Su abuela estaba sentada en una banca de madera cercana, desgranando chícharos en un tazón de metal. Ping, ping, ping sonaban los chícharos al chocar contra el fondo. "Una semilla nunca se descompone, Leo", le dijo suavemente. "Solo está ocupada. Ahora mismo se está despertando. Está extendiendo pequeñas raíces hacia lo profundo de la tierra fresca antes de poder elevarse hacia el sol".
Leo cruzó los brazos. "Quiero que mida tres metros ahora mismo. Quiero ver los pétalos amarillos brillantes y las semillas gigantes".
"Crecer es un asunto tranquilo", respondió la abuela, dándole palmaditas al asiento a su lado. "Si te apresuras, te pierdes las mejores partes. Ven, siéntate conmigo y quédate quieto".
Leo se sentó. Al principio, se sentía inquieto. Quería levantarse y buscar su pelota de fútbol o correr al parque. Pero luego, al quedarse sentado en silencio, empezó a notar cosas que casi siempre ignoraba. Vio una mariquita roja subiendo por una sola brizna de hierba. Escuchó el susurro rítmico de las hojas de roble con la brisa. Sintió la suave calidez del sol de la tarde en sus hombros.
Una semana después, un diminuto brote verde en forma de gancho finalmente asomó por la tierra. Era más pequeño que la uña de Leo.
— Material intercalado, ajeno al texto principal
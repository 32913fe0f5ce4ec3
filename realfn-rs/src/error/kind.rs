use ariadne::{Fmt, Report};
use realfn_error::{build_report, ErrorKind, EXPR};
use std::ops::Range;

/// Formats a "did you mean" help message for the given suggestions.
fn suggestion_help(what: &str, suggestions: &[String], fallback: &str) -> String {
    match suggestions {
        [] => fallback.to_string(),
        [suggestion] => format!("did you mean the `{}` {}?", suggestion.fg(EXPR), what),
        _ => format!(
            "did you mean one of these {}s? {}",
            what,
            suggestions
                .iter()
                .map(|s| format!("`{}`", s.fg(EXPR)))
                .collect::<Vec<_>>()
                .join(", ")
        ),
    }
}

/// The command does not exist.
#[derive(Debug, Clone, PartialEq)]
pub struct UnknownCommand {
    /// The name of the command that was given.
    pub name: String,

    /// A list of similarly named commands, if any.
    pub suggestions: Vec<String>,
}

impl ErrorKind for UnknownCommand {
    fn build_report<'a>(
        &self,
        src_id: &'a str,
        spans: &[Range<usize>],
    ) -> Report<'a, (&'a str, Range<usize>)> {
        build_report(
            src_id,
            spans,
            format!("the `{}` command does not exist", self.name),
            &["this command".to_string()],
            Some(suggestion_help(
                "command",
                &self.suggestions,
                "type `help` for a list of available commands",
            )),
        )
    }
}

/// The function is not in the catalog.
#[derive(Debug, Clone, PartialEq)]
pub struct UnknownFunction {
    /// The name of the function that was given.
    pub name: String,

    /// A list of similarly named functions, if any.
    pub suggestions: Vec<String>,
}

impl ErrorKind for UnknownFunction {
    fn build_report<'a>(
        &self,
        src_id: &'a str,
        spans: &[Range<usize>],
    ) -> Report<'a, (&'a str, Range<usize>)> {
        build_report(
            src_id,
            spans,
            format!("the `{}` function does not exist", self.name),
            &["this function".to_string()],
            Some(suggestion_help(
                "function",
                &self.suggestions,
                "type `list` for a list of available functions",
            )),
        )
    }
}

/// A required argument to a command is missing.
#[derive(Debug, Clone, PartialEq)]
pub struct MissingArgument {
    /// The name of the command.
    pub command: &'static str,

    /// The name of the missing argument.
    pub argument: &'static str,

    /// The usage of the command.
    pub usage: &'static str,
}

impl ErrorKind for MissingArgument {
    fn build_report<'a>(
        &self,
        src_id: &'a str,
        spans: &[Range<usize>],
    ) -> Report<'a, (&'a str, Range<usize>)> {
        build_report(
            src_id,
            spans,
            format!("missing the `{}` argument for the `{}` command", self.argument, self.command),
            &["this command".to_string()],
            Some(format!("usage: {}", self.usage.fg(EXPR))),
        )
    }
}

/// Too many arguments were given to a command.
#[derive(Debug, Clone, PartialEq)]
pub struct TooManyArguments {
    /// The name of the command.
    pub command: &'static str,

    /// The usage of the command.
    pub usage: &'static str,
}

impl ErrorKind for TooManyArguments {
    fn build_report<'a>(
        &self,
        src_id: &'a str,
        spans: &[Range<usize>],
    ) -> Report<'a, (&'a str, Range<usize>)> {
        build_report(
            src_id,
            spans,
            format!("too many arguments were given to the `{}` command", self.command),
            &["this argument is unexpected".to_string()],
            Some(format!("usage: {}", self.usage.fg(EXPR))),
        )
    }
}

/// The kind of number an argument must be.
#[derive(Debug, Clone, Copy, PartialEq, Eq)]
pub enum NumberKind {
    /// Any real number, such as `2` or `-0.5`.
    Real,

    /// A non-negative integer, such as `0` or `4`.
    Count,
}

impl NumberKind {
    fn describe(self) -> &'static str {
        match self {
            Self::Real => "a real number",
            Self::Count => "a non-negative integer",
        }
    }
}

/// An argument could not be parsed as a number.
#[derive(Debug, Clone, PartialEq)]
pub struct InvalidNumber {
    /// The text of the argument.
    pub text: String,

    /// The kind of number that was expected.
    pub expected: NumberKind,
}

impl ErrorKind for InvalidNumber {
    fn build_report<'a>(
        &self,
        src_id: &'a str,
        spans: &[Range<usize>],
    ) -> Report<'a, (&'a str, Range<usize>)> {
        build_report(
            src_id,
            spans,
            format!("`{}` is not {}", self.text, self.expected.describe()),
            &[format!("expected {} here", self.expected.describe())],
            None,
        )
    }
}

/// The requested derivative order is too large to build.
#[derive(Debug, Clone, PartialEq)]
pub struct OrderTooLarge {
    /// The order that was given.
    pub order: usize,

    /// The largest accepted order.
    pub max: usize,
}

impl ErrorKind for OrderTooLarge {
    fn build_report<'a>(
        &self,
        src_id: &'a str,
        spans: &[Range<usize>],
    ) -> Report<'a, (&'a str, Range<usize>)> {
        build_report(
            src_id,
            spans,
            format!("cannot compute a derivative of order {}", self.order),
            &[format!("expected at most {} here", self.max)],
            Some(format!(
                "unsimplified derivatives grow too quickly; the largest accepted order is {}",
                self.max.fg(EXPR),
            )),
        )
    }
}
En vez de decepcionarse por su tamaño, Leo se arrodilló para mirar más de cerca. Vio dos hojas miniatura, apretadas y dobladas como un secreto que espera ser contado.
Cada mañana a partir de entonces, Leo visitaba su planta. No solo revisaba la altura; miraba los pequeños detalles. Notó cómo el tallo estaba cubierto de una suave pelusa plateada. Observó cómo las hojas giraban despacio a lo largo del día, siguiendo la luz como si estuvieran bailando en cámara lenta. A mediados del verano, el girasol era finalmente más alto que Leo. Su rostro dorado iluminaba todo el jardín. Leo se sentía orgulloso de la flor, pero se sentía aún mejor por los momentos de calma que había pasado esperando. Se dio cuenta de que mientras el girasol crecía alto, él también había crecido: aprendió a estar en calma y a encontrar la magia en medio de la espera.